The Journal of Neuroscience : The Official Journal of the Society for Neuroscience (Impact Factor: 6.34). 10/2011; 31(40):14367-77. DOI: 10.1523/JNEUROSCI.1705-11.2011
Source: PubMed


Adolescent smoking is associated with auditory-cognitive deficits and structural alterations to auditory thalamocortical systems, suggesting that higher auditory function is vulnerable to nicotine exposure during adolescence. Although nicotinic acetylcholine receptors (nAChRs) regulate thalamocortical processing in adults, it is not known whether they regulate processing at earlier ages since their expression pattern changes throughout postnatal development. Here we investigate nicotinic regulation of tone-evoked current source density (CSD) profiles in mouse primary auditory cortex from just after hearing onset until adulthood. At the youngest ages, systemic nicotine did not affect CSD profiles. However, beginning in early adolescence nicotine enhanced characteristic frequency (CF)-evoked responses in layers 2-4 by enhancing thalamocortical, early intracortical, and late intracortical response components. Nicotinic responsiveness developed rapidly and peaked over the course of adolescence, then declined thereafter. Generally, responsiveness in females developed more quickly, peaked earlier, and declined more abruptly and fully than in males.
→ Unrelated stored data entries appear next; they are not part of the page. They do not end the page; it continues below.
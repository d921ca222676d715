use crate::metrics::Metrics;
use anyhow::{Context, Result};
use hyper::header::{HeaderValue, CONTENT_TYPE};
use hyper::service::service_fn;
use hyper::{Request, Response, StatusCode};
use hyper_util::rt::TokioIo;
use log::{error, info};
use std::convert::Infallible;
use std::net::SocketAddr;
use std::sync::Arc;

/// Serve `/metrics` and `/health` on `port` until the task is dropped.
pub async fn serve_metrics(metrics: Arc<Metrics>, port: u16) -> Result<()> {
    let addr: SocketAddr = ([0, 0, 0, 0], port).into();
    let listener = tokio::net::TcpListener::bind(addr)
        .await
        .context(format!("Failed to bind metrics endpoint {}", addr))?;

    info!("📊 Metrics endpoint on http://{}/metrics", addr);

    loop {
        let (stream, peer) = match listener.accept().await {
            Ok(conn) => conn,
            Err(e) => {
                error!("Metrics accept error: {}", e);
                continue;
            }
        };

        let io = TokioIo::new(stream);
        let metrics = Arc::clone(&metrics);

        tokio::spawn(async move {
            let service = service_fn(move |req: Request<hyper::body::Incoming>| {
                let response = respond(req.uri().path(), &metrics);
                async move { Ok::<_, Infallible>(response) }
            });

            if let Err(e) = hyper::server::conn::http1::Builder::new()
                .serve_connection(io, service)
                .await
            {
                error!("Metrics connection from {} failed: {}", peer, e);
            }
        });
    }
}

fn respond(path: &str, metrics: &Metrics) -> Response<String> {
    let (status, body) = match path {
        "/metrics" => (StatusCode::OK, metrics.to_prometheus()),
        "/health" => (StatusCode::OK, "OK".to_string()),
        _ => (StatusCode::NOT_FOUND, "Not Found".to_string()),
    };

    let mut response = Response::new(body);
    *response.status_mut() = status;
    if path == "/metrics" {
        response.headers_mut().insert(
            CONTENT_TYPE,
            HeaderValue::from_static("text/plain; version=0.0.4"),
        );
    }
    response
}
#[cfg(test)]
mod tests {
    use super::*;
    use crate::genl::{self, Attr};
    use crate::peers::tests::spawn_responder;
    use crate::tunnel::TunnelState;
    use detour_common::{DetourAttribute, DetourCommand, MproxyRecord};
    use std::io;
    use std::os::unix::fs::PermissionsExt;
    use std::path::PathBuf;
    use std::sync::atomic::Ordering;
    use nix::errno::Errno;
    use nix::sys::signal::{kill, Signal};
    use nix::unistd::Pid;
    use tempfile::TempDir;
    use tokio::sync::mpsc;

    #[derive(Debug, Clone, PartialEq, Eq)]
    enum Sent {
        Echo,
        Route(RouteOp, SocketAddrV4, SocketAddrV4),
        Interface(RouteOp, String),
    }

    #[derive(Default)]
    struct RecordingKernel {
        sent: Vec<Sent>,
        reject_interfaces: bool,
    }

    impl KernelCommands for RecordingKernel {
        fn send_echo(&mut self) -> Result<()> {
            self.sent.push(Sent::Echo);
            Ok(())
        }

        fn send_route_command(
            &mut self,
            op: RouteOp,
            detour: SocketAddrV4,
            remote: SocketAddrV4,
        ) -> Result<()> {
            self.sent.push(Sent::Route(op, detour, remote));
            Ok(())
        }

        fn send_interface_command(&mut self, op: RouteOp, ifname: &str) -> Result<()> {
            if self.reject_interfaces && op == RouteOp::Add {
                return Err(DetourError::Transport {
                    op: "interface command",
                    source: io::Error::from_raw_os_error(libc::EINVAL),
                });
            }
            self.sent.push(Sent::Interface(op, ifname.to_string()));
            Ok(())
        }
    }

    /// Stand-in tunnel program: announces `tunx` unless asked for `bad.example`.
    /// Every tunnel that comes up appends its pid to `pids` next to the script.
    fn fake_tunnel_program(dir: &TempDir) -> PathBuf {
        let path = dir.path().join("fake-openvpn");
        std::fs::write(
            &path,
            "#!/bin/sh\n\
             [ \"$2\" = \"bad.example\" ] && exit 1\n\
             echo $$ >> \"$(dirname \"$0\")/pids\"\n\
             echo \"TUN/TAP device tunx opened\"\n\
             echo \"Initialization Sequence Completed\"\n\
             exec sleep 30\n",
        )
        .unwrap();
        std::fs::set_permissions(&path, std::fs::Permissions::from_mode(0o755)).unwrap();
        path
    }

    /// Pids recorded by `fake_tunnel_program`
    fn launched_pids(dir: &TempDir) -> Vec<Pid> {
        std::fs::read_to_string(dir.path().join("pids"))
            .unwrap()
            .lines()
            .map(|line| Pid::from_raw(line.trim().parse().unwrap()))
            .collect()
    }

    fn remote() -> SocketAddrV4 {
        SocketAddrV4::new(Ipv4Addr::new(1, 2, 3, 4), 5000)
    }

    fn settings(detours: Vec<Ipv4Addr>, port: u16) -> DaemonSettings {
        DaemonSettings {
            detours,
            negotiation: NegotiationConfig {
                port,
                timeout_secs: 2,
            },
            ..DaemonSettings::default()
        }
    }

    #[tokio::test]
    async fn test_request_asks_every_server() {
        let first = Ipv4Addr::new(127, 0, 0, 1);
        let second = Ipv4Addr::new(127, 0, 0, 2);
        let (port, mut seen_first) = spawn_responder(first, 0, 6000).await;
        let (_, mut seen_second) = spawn_responder(second, port, 6000).await;

        let metrics = Metrics::new();
        let mut daemon = DetourDaemon::start(
            RecordingKernel::default(),
            &settings(vec![first, second], port),
            metrics.clone(),
        )
        .await
        .unwrap();

        assert_eq!(daemon.handle_request(remote()).await.unwrap(), 2);

        for seen in [&mut seen_first, &mut seen_second] {
            let raw = seen.recv().await.unwrap();
            assert_eq!(raw.len(), 12);
            let req = MproxyRecord::from_bytes(&raw).unwrap();
            assert_eq!(req.remote_ip, [1, 2, 3, 4]);
            assert_eq!(req.remote_port, 5000);
            assert_eq!(req.detour_port, 5000);
        }

        assert_eq!(
            daemon.kernel().sent,
            vec![
                Sent::Route(RouteOp::Add, SocketAddrV4::new(first, 6000), remote()),
                Sent::Route(RouteOp::Add, SocketAddrV4::new(second, 6000), remote()),
            ]
        );
        assert_eq!(metrics.routes_installed_total.load(Ordering::Relaxed), 2);
        assert_eq!(metrics.negotiations_ok_total.load(Ordering::Relaxed), 2);

        daemon.shutdown().await.unwrap();
        assert_eq!(daemon.peers().open_count(), 0);
    }

    #[tokio::test]
    async fn test_failed_negotiation_abandons_request() {
        let silent = tokio::net::UdpSocket::bind((Ipv4Addr::LOCALHOST, 0))
            .await
            .unwrap();
        let port = silent.local_addr().unwrap().port();
        let mut settings = settings(vec![Ipv4Addr::LOCALHOST], port);
        settings.negotiation.timeout_secs = 1;

        let metrics = Metrics::new();
        let mut daemon = DetourDaemon::start(RecordingKernel::default(), &settings, metrics.clone())
            .await
            .unwrap();

        let err = daemon.handle_request(remote()).await.unwrap_err();
        assert!(matches!(err, DetourError::Timeout { .. }), "{:?}", err);
        assert!(daemon.kernel().sent.is_empty());
        assert_eq!(metrics.negotiations_failed_total.load(Ordering::Relaxed), 1);
    }

    #[tokio::test]
    async fn test_startup_fails_on_unreachable_server() {
        let settings = settings(vec![Ipv4Addr::LOCALHOST, Ipv4Addr::BROADCAST], 45672);
        let err = DetourDaemon::start(RecordingKernel::default(), &settings, Metrics::new())
            .await
            .err()
            .unwrap();
        assert!(matches!(err, DetourError::Connect { .. }), "{:?}", err);
    }

    #[tokio::test]
    async fn test_tunnels_reported_and_withdrawn() {
        let dir = TempDir::new().unwrap();
        let mut settings = settings(Vec::new(), 45672);
        settings.vpns = vec!["198.51.100.7".to_string()];
        settings.tunnel.program = fake_tunnel_program(&dir).display().to_string();

        let metrics = Metrics::new();
        let mut daemon = DetourDaemon::start(RecordingKernel::default(), &settings, metrics.clone())
            .await
            .unwrap();
        assert_eq!(daemon.reported_interfaces(), ["tunx".to_string()]);
        assert_eq!(
            daemon.kernel().sent,
            vec![Sent::Interface(RouteOp::Add, "tunx".to_string())]
        );
        assert_eq!(metrics.tunnels_up.load(Ordering::Relaxed), 1);

        daemon.shutdown().await.unwrap();
        assert_eq!(
            daemon.kernel().sent.last(),
            Some(&Sent::Interface(RouteOp::Delete, "tunx".to_string()))
        );
        assert!(daemon
            .tunnels()
            .iter()
            .all(|t| t.state() == TunnelState::Dead));
        assert_eq!(metrics.tunnels_up.load(Ordering::Relaxed), 0);
        for pid in launched_pids(&dir) {
            assert_eq!(kill(pid, None::<Signal>), Err(Errno::ESRCH));
        }
    }

    #[tokio::test]
    async fn test_startup_fails_when_tunnel_dies() {
        let dir = TempDir::new().unwrap();
        let mut settings = settings(Vec::new(), 45672);
        settings.vpns = vec!["198.51.100.7".to_string(), "bad.example".to_string()];
        settings.tunnel.program = fake_tunnel_program(&dir).display().to_string();

        let err = DetourDaemon::start(RecordingKernel::default(), &settings, Metrics::new())
            .await
            .err()
            .unwrap();
        assert!(matches!(err, DetourError::TunnelExited { .. }), "{:?}", err);

        // The tunnel that did come up was stopped and reaped
        let pids = launched_pids(&dir);
        assert_eq!(pids.len(), 1);
        assert_eq!(kill(pids[0], None::<Signal>), Err(Errno::ESRCH));
    }

    #[tokio::test]
    async fn test_startup_fails_when_kernel_rejects_interface() {
        let dir = TempDir::new().unwrap();
        let mut settings = settings(Vec::new(), 45672);
        settings.vpns = vec!["198.51.100.7".to_string()];
        settings.tunnel.program = fake_tunnel_program(&dir).display().to_string();

        let kernel = RecordingKernel {
            reject_interfaces: true,
            ..RecordingKernel::default()
        };
        let err = DetourDaemon::start(kernel, &settings, Metrics::new())
            .await
            .err()
            .unwrap();
        assert!(err.is_transport());

        for pid in launched_pids(&dir) {
            assert_eq!(kill(pid, None::<Signal>), Err(Errno::ESRCH));
        }
    }

    fn request_datagram(port: Option<u16>) -> Vec<u8> {
        let mut attrs = vec![Attr::ipv4(DetourAttribute::RemoteIp.id(), Ipv4Addr::new(1, 2, 3, 4))];
        if let Some(port) = port {
            attrs.push(Attr::port(DetourAttribute::RemotePort.id(), port));
        }
        genl::encode(0x1c, 0, 0, DetourCommand::Request as u8, 1, &attrs)
    }

    #[tokio::test]
    async fn test_run_loop_survives_malformed_request() {
        let (port, _seen) = spawn_responder(Ipv4Addr::LOCALHOST, 0, 6000).await;
        let metrics = Metrics::new();
        let mut daemon = DetourDaemon::start(
            RecordingKernel::default(),
            &settings(vec![Ipv4Addr::LOCALHOST], port),
            metrics.clone(),
        )
        .await
        .unwrap();

        let (tx, rx) = mpsc::channel(4);
        tx.send(Ok(request_datagram(None))).await.unwrap();
        tx.send(Ok(request_datagram(Some(5000)))).await.unwrap();
        let mut subscription = Subscription::new(0x1c, rx);

        assert_eq!(daemon.run(&mut subscription, 2).await.unwrap(), 2);
        assert_eq!(metrics.notifications_malformed_total.load(Ordering::Relaxed), 1);
        assert_eq!(
            daemon.kernel().sent,
            vec![Sent::Route(
                RouteOp::Add,
                SocketAddrV4::new(Ipv4Addr::LOCALHOST, 6000),
                remote()
            )]
        );
    }
}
In contrast to the enhancement of CF-evoked responses, nicotine suppressed shorter-latency intracortical responses to spectrally distant (non-CF) stimuli while enhancing longer-latency responses. Intracortical infusion of nAChR antagonists showed that enhancement of CF-evoked intracortical processing involves α4β2*, but not α7, nAChRs, whereas both receptor subtypes regulate non-CF-evoked late intracortical responses. Notably, antagonist effects in females implied regulation by endogenous acetylcholine. Thus, nicotinic regulation of cortical processing varies with age and sex, with peak effects during adolescence that may contribute to the vulnerability of adolescents to smoking.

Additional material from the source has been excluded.